Sem dúvida, Pequim tem emitido alguns sinais positivos. Na cúpula virtual de Davos, em 25 de janeiro, em seu primeiro discurso desde a inauguração de Biden, Xi pediu ao mundo que abandonasse uma “mentalidade ultrapassada do tempo da Guerra Fria”, acrescentando que “o confronto nos levará a um beco sem saída”. Além disso, há maneiras pelas quais Biden e Xi podem no mínimo diminuir as tensões. Xi provavelmente estará aberto a fazer acordos pequenos para obter fins específicos.

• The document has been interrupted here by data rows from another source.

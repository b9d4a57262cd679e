use anyhow::{anyhow, Result};
use chromiumoxide::async_process::Child;
use futures::io::{AsyncBufReadExt, BufReader};
use futures::stream::StreamExt;
use tokio::time::{timeout, Duration};

/// Extract the DevTools websocket URL Chromium prints on stderr at startup.
pub(crate) async fn extract_ws_url(child: &mut Child, wait: Duration) -> Result<String> {
    let stderr = child
        .stderr
        .take()
        .ok_or_else(|| anyhow!("chromium process missing stderr handle"))?;
    let mut lines = BufReader::new(stderr).lines();
    let mut captured = Vec::new();

    let reader = async {
        while let Some(line) = lines.next().await {
            let line = line?;
            if let Some(ws) = parse_devtools_line(&line) {
                return Ok(ws);
            }
            captured.push(line);
        }
        Err(anyhow!(
            "chromium exited before exposing devtools websocket url. stderr preview: {}",
            captured
                .iter()
                .take(8)
                .cloned()
                .collect::<Vec<_>>()
                .join(" | ")
        ))
    };

    timeout(wait, reader)
        .await
        .map_err(|_| anyhow!("timed out waiting for chromium devtools websocket url"))?
}

fn parse_devtools_line(line: &str) -> Option<String> {
    let (_, ws) = line.rsplit_once("listening on ")?;
    let ws = ws.trim();
    (ws.starts_with("ws") && ws.contains("devtools/browser")).then(|| ws.to_string())
}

Por exemplo, ele pode oferecer a Biden algumas concessões no comércio ou acesso das empresas americanas ao mercado para conseguir a revogação das tarifas restantes impostas por Trump aos produtos da China. Ele também pode identificar mais oportunidades de entendimento com Biden do que com Trump – por exemplo, uma preocupação mútua sobre as mudanças climáticas.

Biden pode ser a pessoa certa para aparar as arestas. Para um político americano de primeira linha, ele passou uma quantidade pouco comum de tempo ao lado de Xi. Os dois tiveram extensas conversas durante um intercâmbio de visitas em 2011 e 2012, quando ambos eram vice-presidentes. (Dá até pra adivinhar qual dos dois falou mais.)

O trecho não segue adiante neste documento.